Input material:
☆ ☆ ☆ ☆ ☆ ☆ ☆

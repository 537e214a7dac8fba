use anyhow::Result;
use std::sync::Arc;
use std::sync::atomic::AtomicU64;

use crate::PipelineConfig;
use crate::filter::SkipFilter;
use crate::observer::{LogObserver, SharedObserver};
use crate::source::Source;
use crate::transform::Preprocess;

use super::context::PipelineParts;
use super::orchestrator::Controller;
use super::results::Results;

/// A configured pipeline: source + transform + options. Cheap to clone; every
/// [`iter`](Self::iter) or [`controller`](Self::controller) call is an independent run.
pub struct Pipeline<I, O> {
    parts: Arc<PipelineParts<I, O>>,
}

impl<I, O> Clone for Pipeline<I, O> {
    fn clone(&self) -> Self {
        Self {
            parts: Arc::clone(&self.parts),
        }
    }
}

impl<I, O> Pipeline<I, O>
where
    I: Clone + Send + Sync + 'static,
    O: Send + 'static,
{
    pub fn builder<P>(source: impl Into<Source<I>>, transform: P) -> PipelineBuilder<I, O>
    where
        P: Preprocess<I, Out = O>,
    {
        PipelineBuilder {
            source: source.into(),
            transform: Arc::new(transform),
            config: PipelineConfig::default(),
            skip_input: None,
            skip_output: None,
            observer: None,
        }
    }

    pub fn new<P>(
        source: impl Into<Source<I>>,
        transform: P,
        config: PipelineConfig,
    ) -> Result<Self>
    where
        P: Preprocess<I, Out = O>,
    {
        Self::builder(source, transform).config(config).build()
    }

    pub fn config(&self) -> &PipelineConfig {
        &self.parts.config
    }

    /// Lazy results of a fresh run. Threads start on the first `next()`.
    pub fn iter(&self) -> Results<I, O> {
        Results::new(self.controller())
    }

    /// Explicit start/stop handle for a fresh run. Stops on drop.
    pub fn controller(&self) -> Controller<I, O> {
        Controller::new(Arc::clone(&self.parts))
    }
}

impl<I, O> IntoIterator for &Pipeline<I, O>
where
    I: Clone + Send + Sync + 'static,
    O: Send + 'static,
{
    type Item = O;
    type IntoIter = Results<I, O>;

    fn into_iter(self) -> Self::IntoIter {
        self.iter()
    }
}

/// Builder for [`Pipeline`] with method chaining.
pub struct PipelineBuilder<I, O> {
    source: Source<I>,
    transform: Arc<dyn Preprocess<I, Out = O>>,
    config: PipelineConfig,
    skip_input: Option<SkipFilter<I>>,
    skip_output: Option<SkipFilter<O>>,
    observer: Option<SharedObserver>,
}

impl<I, O> PipelineBuilder<I, O>
where
    I: Clone + Send + Sync + 'static,
    O: Send + 'static,
{
    pub fn config(mut self, config: PipelineConfig) -> Self {
        self.config = config;
        self
    }

    /// Drop raw items matching `filter` before they are queued.
    pub fn skip_input_if(mut self, filter: SkipFilter<I>) -> Self {
        self.skip_input = Some(filter);
        self
    }

    /// Drop transformed items matching `filter` before they are yielded.
    pub fn skip_output_if(mut self, filter: SkipFilter<O>) -> Self {
        self.skip_output = Some(filter);
        self
    }

    /// Replace the default [`LogObserver`].
    pub fn observer(mut self, observer: SharedObserver) -> Self {
        self.observer = Some(observer);
        self
    }

    /// Validate the config and build. Nothing is spawned until a run starts.
    pub fn build(self) -> Result<Pipeline<I, O>> {
        self.config.validate()?;
        let observer = self
            .observer
            .unwrap_or_else(|| Arc::new(LogObserver::new(self.config.verbose)));
        Ok(Pipeline {
            parts: Arc::new(PipelineParts {
                source: self.source,
                transform: self.transform,
                config: self.config,
                skip_input: self.skip_input,
                skip_output: self.skip_output,
                observer,
                epoch: AtomicU64::new(0),
            }),
        })
    }
}
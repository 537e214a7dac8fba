//! Skip policies: which items count as "empty" and are dropped instead of forwarded.
//!
//! The producer applies the input policy before queueing a raw item; the result iterator
//! applies the output policy before yielding a transformed one. Both default to keeping
//! everything. [`blank`] opts in to dropping conventionally empty values.

use std::sync::Arc;

/// Predicate returning true for items that should be skipped.
pub type SkipFilter<T> = Arc<dyn Fn(&T) -> bool + Send + Sync>;

/// Types with a well-defined notion of "empty".
pub trait Blank {
    fn is_blank(&self) -> bool;
}

macro_rules! impl_blank_zero {
    ($($t:ty),*) => {
        $(impl Blank for $t {
            fn is_blank(&self) -> bool {
                *self == 0 as $t
            }
        })*
    };
}

impl_blank_zero!(i8, i16, i32, i64, i128, isize, u8, u16, u32, u64, u128, usize, f32, f64);

impl Blank for bool {
    fn is_blank(&self) -> bool {
        !*self
    }
}

impl Blank for String {
    fn is_blank(&self) -> bool {
        self.is_empty()
    }
}

impl Blank for &str {
    fn is_blank(&self) -> bool {
        self.is_empty()
    }
}

impl<T> Blank for Vec<T> {
    fn is_blank(&self) -> bool {
        self.is_empty()
    }
}

impl<T> Blank for Option<T> {
    fn is_blank(&self) -> bool {
        self.is_none()
    }
}

/// Skip every [`Blank`] value.
pub fn blank<T: Blank + 'static>() -> SkipFilter<T> {
    Arc::new(|item: &T| item.is_blank())
}

/// Wrap a closure as a skip filter.
pub fn skip_if<T, F>(f: F) -> SkipFilter<T>
where
    F: Fn(&T) -> bool + Send + Sync + 'static,
{
    Arc::new(f)
}

pub(crate) fn should_skip<T>(filter: Option<&SkipFilter<T>>, item: &T) -> bool {
    filter.is_some_and(|f| f(item))
}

☆ ☆ ☆ ☆ ☆ ☆ ☆

Task goal: Work out how many lines of the entries hold the word "SkipFilter", and write only that figure.

Answer space: 9